The report said: “Most staff spoke of this being an unresolved issue but we were advised by senior management that, whilst there is a protocol for this, this issue is under current review.”
It said staff described situations where “children’s behaviour was more extreme than could be managed” by current procedures.

It said improvised methods were being used, that staff had been injured “by sticking to what they understood were the current procedures” and had contacted gardaí without senior management approval.
(The update on implementation said that, following staff consultation, new training began in October 2017, with additional training on critical incidents.) Elsewhere, the report said young people had told them that some evenings and weekends were very long and boring and that sometimes “stand offs” were planned “just to get a bit of excitement going”.
(The update said a range of physical security measures had been taken.) The report said there was little evidence of staff using the Management of Actual and Potential Aggression (MAPA) physical holding methods.

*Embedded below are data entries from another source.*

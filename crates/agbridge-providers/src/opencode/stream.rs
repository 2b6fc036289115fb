use super::schema::{StreamLine, StreamPart};
use crate::traits::{StreamParser, value_to_text};
use agbridge_types::ChatEvent;
use serde_json::Value;
use std::collections::HashSet;

/// Parser for `opencode run --format json`.
///
/// The session id is bound by the first `step_start` and never rebound.
/// Tool updates can repeat for one call id; the call is announced once and
/// its result is emitted once, whichever line carries it.
#[derive(Debug, Default)]
pub struct OpenCodeStreamParser {
    session_id: Option<String>,
    announced: HashSet<String>,
    resolved: HashSet<String>,
}

impl OpenCodeStreamParser {
    pub fn new() -> Self {
        Self::default()
    }

    fn tool_events(&mut self, part: &StreamPart) -> Vec<ChatEvent> {
        let Some(id) = part.tool_id().map(str::to_string) else {
            tracing::debug!("tool line without call id");
            return Vec::new();
        };

        let mut events = Vec::new();
        if self.announced.insert(id.clone()) {
            let input = part.input().map(|v| v.to_string());
            let mut call = ChatEvent::tool_use(part.tool_name(), id.clone(), input);
            call.content = part.title().map(str::to_string);
            events.push(call);
        }

        let output = part
            .output()
            .and_then(value_to_text)
            .or_else(|| part.error().map(str::to_string));
        if let Some(output) = output
            && self.resolved.insert(id.clone())
        {
            events.push(ChatEvent::tool_result(id, Some(output)));
        }
        events
    }
}

fn error_message(error: Option<&Value>) -> String {
    let Some(error) = error else {
        return "Unknown error".to_string();
    };
    if let Some(text) = error.as_str() {
        return text.to_string();
    }
    error
        .pointer("/data/message")
        .or_else(|| error.get("message"))
        .or_else(|| error.get("name"))
        .and_then(Value::as_str)
        .unwrap_or("Unknown error")
        .to_string()
}

impl StreamParser for OpenCodeStreamParser {
    fn parse_line(&mut self, line: &str) -> Vec<ChatEvent> {
        let line = line.trim();
        if line.is_empty() {
            return Vec::new();
        }

        let record = match serde_json::from_str::<StreamLine>(line) {
            Ok(record) => record,
            Err(err) => {
                tracing::warn!(error = %err, "skipping malformed stream line");
                return Vec::new();
            }
        };

        match record.kind.as_str() {
            "step_start" => match record.session_id {
                Some(id) if self.session_id.is_none() => {
                    self.session_id = Some(id.clone());
                    vec![ChatEvent::session_started(id)]
                }
                Some(id) => {
                    if self.session_id.as_deref() != Some(id.as_str()) {
                        tracing::debug!(id, "ignoring step_start for a different session");
                    }
                    Vec::new()
                }
                None => Vec::new(),
            },
            "text" => record
                .part
                .and_then(|p| p.text)
                .filter(|t| !t.is_empty())
                .map(|t| vec![ChatEvent::assistant(t)])
                .unwrap_or_default(),
            "tool_use" | "tool_call" => match record.part {
                Some(part) => self.tool_events(&part),
                None => Vec::new(),
            },
            "error" => vec![ChatEvent::error(error_message(record.error.as_ref()))],
            _ => Vec::new(),
        }
    }

    fn session_id(&self) -> Option<&str> {
        self.session_id.as_deref()
    }
}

“Everyone with whom we spoke agreed that the most violent confrontations, involving, for example, threats with weapons to staff or other children, could not be managed using the MAPA system,” the report said.
“No one suggested a solution apart from calling the gardaí.”
The report recommended:
“In our view, it may be more appropriate to have a team of dedicated staff trained and regularly refreshed in PPE [Personal Protective Equipment] interventions available for those rare incidents where MAPA is insufficient, rather than having to turn to An Garda Síochána in all such incidents.”
A court case which took place just days before our visit graphically underlined the potential for violence at the facility.
As he attempted to deal with an incident in May 2017, director Pat Bergin was struck over the head with a metal bar by an offender, who later managed to escape from the campus.